- _Required work_: Report every line below that holds the word "clear".

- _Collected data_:
___

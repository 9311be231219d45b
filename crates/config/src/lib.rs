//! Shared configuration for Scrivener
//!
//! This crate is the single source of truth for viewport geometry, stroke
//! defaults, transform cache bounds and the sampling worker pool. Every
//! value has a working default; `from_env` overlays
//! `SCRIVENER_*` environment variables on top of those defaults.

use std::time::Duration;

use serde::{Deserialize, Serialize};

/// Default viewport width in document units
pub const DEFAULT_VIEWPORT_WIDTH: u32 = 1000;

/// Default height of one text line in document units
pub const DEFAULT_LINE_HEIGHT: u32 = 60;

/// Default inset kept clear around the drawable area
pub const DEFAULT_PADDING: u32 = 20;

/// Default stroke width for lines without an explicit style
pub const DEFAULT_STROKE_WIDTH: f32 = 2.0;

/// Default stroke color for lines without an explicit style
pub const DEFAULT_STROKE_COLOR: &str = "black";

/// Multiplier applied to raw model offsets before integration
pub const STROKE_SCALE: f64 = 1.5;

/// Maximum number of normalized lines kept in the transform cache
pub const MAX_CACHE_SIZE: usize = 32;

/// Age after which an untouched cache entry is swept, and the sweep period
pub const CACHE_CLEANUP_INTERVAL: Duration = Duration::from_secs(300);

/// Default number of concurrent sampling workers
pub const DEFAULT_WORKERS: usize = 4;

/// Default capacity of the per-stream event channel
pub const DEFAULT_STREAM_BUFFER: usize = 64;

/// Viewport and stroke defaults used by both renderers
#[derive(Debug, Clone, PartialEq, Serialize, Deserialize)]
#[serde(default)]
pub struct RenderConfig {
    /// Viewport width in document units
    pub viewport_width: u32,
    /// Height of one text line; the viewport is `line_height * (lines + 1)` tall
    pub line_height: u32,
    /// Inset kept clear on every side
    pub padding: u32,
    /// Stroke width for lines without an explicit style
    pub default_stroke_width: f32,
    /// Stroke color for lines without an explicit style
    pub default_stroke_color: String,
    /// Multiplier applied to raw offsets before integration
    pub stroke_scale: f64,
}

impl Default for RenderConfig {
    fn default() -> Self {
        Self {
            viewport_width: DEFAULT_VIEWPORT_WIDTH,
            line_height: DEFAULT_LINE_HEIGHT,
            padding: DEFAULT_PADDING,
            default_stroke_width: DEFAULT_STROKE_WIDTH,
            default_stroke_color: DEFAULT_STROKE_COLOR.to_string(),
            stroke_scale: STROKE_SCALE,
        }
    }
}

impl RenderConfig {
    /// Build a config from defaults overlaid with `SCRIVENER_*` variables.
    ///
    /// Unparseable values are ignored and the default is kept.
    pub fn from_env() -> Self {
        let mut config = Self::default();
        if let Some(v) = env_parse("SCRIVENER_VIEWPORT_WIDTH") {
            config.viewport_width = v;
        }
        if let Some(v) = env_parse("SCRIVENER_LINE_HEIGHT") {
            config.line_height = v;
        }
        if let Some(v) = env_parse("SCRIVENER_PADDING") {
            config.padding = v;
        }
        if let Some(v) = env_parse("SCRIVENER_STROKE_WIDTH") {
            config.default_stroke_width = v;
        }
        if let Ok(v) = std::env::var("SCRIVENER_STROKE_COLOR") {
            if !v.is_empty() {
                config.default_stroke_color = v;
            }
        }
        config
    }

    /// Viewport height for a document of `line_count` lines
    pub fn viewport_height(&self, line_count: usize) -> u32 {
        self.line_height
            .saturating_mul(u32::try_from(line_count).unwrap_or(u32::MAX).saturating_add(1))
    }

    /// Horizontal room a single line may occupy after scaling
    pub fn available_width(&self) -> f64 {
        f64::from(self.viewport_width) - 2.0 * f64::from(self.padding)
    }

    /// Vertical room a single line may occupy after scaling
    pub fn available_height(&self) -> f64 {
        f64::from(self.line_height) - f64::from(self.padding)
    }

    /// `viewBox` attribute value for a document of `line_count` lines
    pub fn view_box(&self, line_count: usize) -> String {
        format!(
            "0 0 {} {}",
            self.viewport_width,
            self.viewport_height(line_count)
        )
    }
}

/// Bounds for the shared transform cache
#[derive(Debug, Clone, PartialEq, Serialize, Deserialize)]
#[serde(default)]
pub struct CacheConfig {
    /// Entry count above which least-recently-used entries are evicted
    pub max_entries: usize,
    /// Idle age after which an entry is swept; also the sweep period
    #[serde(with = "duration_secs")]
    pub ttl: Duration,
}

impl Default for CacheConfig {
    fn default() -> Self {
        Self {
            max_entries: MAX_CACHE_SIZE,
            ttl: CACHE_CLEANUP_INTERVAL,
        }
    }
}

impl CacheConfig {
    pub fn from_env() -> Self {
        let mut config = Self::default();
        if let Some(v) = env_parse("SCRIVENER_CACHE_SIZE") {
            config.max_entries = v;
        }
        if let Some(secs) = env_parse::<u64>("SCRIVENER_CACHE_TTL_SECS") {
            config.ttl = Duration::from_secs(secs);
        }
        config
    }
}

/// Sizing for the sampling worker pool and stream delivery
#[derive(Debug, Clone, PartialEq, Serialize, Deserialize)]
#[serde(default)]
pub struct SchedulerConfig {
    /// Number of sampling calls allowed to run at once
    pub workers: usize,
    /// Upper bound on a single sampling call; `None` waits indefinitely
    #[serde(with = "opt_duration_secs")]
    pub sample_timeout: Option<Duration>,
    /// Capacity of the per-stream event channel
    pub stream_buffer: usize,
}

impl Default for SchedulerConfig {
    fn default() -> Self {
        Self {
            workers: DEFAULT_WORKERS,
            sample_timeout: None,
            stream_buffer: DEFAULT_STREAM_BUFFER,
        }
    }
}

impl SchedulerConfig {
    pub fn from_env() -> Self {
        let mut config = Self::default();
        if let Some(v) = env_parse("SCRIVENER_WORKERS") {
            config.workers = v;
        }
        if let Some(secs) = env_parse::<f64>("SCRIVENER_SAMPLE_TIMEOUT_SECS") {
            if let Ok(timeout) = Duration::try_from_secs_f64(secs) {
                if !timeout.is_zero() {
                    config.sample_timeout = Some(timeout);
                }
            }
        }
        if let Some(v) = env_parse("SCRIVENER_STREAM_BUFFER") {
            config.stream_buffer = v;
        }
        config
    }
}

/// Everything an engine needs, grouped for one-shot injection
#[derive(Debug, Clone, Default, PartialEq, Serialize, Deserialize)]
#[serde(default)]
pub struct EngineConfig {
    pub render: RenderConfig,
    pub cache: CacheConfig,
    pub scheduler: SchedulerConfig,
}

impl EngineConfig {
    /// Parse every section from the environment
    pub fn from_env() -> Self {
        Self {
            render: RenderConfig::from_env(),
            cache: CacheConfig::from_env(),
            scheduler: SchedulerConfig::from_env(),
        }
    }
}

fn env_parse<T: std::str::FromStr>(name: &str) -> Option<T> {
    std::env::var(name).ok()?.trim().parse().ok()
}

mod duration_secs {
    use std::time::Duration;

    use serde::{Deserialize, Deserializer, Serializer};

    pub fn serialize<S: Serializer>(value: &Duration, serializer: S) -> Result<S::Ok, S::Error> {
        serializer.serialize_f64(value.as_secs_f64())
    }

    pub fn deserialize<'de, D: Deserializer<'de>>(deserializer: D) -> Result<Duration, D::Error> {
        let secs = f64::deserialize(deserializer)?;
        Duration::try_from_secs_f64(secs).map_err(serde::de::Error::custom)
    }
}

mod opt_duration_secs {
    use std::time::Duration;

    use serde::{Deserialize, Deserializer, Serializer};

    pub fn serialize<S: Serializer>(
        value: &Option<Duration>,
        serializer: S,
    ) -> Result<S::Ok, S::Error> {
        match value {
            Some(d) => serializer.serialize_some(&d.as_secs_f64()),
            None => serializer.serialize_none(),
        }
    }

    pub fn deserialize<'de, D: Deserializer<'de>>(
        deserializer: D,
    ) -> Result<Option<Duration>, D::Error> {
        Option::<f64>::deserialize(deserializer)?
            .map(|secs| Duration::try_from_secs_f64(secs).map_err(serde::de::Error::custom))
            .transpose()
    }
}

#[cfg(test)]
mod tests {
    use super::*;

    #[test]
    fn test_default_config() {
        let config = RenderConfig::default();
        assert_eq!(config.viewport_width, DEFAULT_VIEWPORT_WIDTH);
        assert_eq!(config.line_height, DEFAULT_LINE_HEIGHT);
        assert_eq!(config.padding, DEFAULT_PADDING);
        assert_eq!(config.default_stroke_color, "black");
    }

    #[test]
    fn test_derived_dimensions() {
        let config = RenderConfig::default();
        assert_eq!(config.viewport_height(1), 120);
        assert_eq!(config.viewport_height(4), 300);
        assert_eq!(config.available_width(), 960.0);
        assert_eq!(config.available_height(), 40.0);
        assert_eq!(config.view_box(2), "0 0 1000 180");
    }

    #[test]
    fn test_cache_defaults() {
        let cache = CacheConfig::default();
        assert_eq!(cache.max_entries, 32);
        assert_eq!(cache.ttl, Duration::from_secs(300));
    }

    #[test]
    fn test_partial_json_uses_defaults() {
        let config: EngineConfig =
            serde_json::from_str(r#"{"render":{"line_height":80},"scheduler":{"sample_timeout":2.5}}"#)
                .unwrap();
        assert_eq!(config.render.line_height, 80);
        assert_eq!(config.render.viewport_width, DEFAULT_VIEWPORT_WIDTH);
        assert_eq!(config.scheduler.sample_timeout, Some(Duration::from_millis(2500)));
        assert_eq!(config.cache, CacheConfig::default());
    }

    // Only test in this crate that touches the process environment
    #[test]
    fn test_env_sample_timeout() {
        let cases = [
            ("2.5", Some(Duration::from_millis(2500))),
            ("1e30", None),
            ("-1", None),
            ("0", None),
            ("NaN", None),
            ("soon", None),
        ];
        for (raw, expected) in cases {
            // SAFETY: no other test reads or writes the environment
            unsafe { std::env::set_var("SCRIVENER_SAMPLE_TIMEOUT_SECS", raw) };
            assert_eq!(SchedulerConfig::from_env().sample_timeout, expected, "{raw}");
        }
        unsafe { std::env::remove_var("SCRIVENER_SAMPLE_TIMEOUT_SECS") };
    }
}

___

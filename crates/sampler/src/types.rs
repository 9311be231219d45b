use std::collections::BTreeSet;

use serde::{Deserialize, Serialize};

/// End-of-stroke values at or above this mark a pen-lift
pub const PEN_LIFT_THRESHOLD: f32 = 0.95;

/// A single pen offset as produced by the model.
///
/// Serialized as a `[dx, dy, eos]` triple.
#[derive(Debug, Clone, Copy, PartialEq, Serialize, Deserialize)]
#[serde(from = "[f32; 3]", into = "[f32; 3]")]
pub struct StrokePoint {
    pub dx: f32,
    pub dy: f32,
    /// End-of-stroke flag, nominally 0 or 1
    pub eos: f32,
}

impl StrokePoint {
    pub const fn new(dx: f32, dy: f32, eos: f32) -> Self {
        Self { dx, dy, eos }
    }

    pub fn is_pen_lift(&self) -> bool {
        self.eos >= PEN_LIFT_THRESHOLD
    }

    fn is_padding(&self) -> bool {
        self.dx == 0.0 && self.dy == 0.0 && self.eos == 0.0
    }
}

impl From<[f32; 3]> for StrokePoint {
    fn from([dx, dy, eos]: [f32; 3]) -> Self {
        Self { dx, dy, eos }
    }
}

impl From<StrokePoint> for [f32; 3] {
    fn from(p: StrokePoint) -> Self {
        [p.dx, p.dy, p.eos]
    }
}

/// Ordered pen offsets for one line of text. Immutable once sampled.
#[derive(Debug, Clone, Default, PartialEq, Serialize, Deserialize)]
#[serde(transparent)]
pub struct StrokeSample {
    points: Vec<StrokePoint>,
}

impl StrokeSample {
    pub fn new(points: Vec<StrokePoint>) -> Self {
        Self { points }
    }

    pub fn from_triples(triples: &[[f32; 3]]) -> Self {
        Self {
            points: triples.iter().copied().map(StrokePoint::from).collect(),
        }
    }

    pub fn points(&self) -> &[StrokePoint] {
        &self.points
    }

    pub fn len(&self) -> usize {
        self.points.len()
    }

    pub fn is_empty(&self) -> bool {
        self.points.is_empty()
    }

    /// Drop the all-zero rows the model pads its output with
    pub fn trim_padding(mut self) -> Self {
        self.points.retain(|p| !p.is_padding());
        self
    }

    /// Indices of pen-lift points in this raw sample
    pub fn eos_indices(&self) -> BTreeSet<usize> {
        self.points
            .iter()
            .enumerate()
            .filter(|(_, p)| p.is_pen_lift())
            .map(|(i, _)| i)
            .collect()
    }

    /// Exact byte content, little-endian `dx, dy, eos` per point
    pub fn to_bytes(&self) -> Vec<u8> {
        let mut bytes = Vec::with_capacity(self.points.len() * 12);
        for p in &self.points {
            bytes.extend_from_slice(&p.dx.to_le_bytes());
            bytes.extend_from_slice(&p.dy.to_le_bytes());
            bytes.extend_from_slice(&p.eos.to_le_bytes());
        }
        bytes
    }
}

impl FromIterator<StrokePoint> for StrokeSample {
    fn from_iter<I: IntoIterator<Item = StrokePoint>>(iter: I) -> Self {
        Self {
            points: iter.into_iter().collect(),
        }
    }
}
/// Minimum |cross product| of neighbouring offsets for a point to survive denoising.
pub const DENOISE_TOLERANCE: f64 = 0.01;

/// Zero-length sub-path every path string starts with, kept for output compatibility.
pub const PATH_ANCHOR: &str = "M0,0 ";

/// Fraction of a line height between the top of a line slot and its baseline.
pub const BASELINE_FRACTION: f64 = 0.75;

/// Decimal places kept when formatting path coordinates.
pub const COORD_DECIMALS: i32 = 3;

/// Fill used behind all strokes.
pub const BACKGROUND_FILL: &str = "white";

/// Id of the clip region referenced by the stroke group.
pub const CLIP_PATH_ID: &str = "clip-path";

___

- _Answer below_:
/// Default inset kept clear around the drawable area
    /// Inset kept clear on every side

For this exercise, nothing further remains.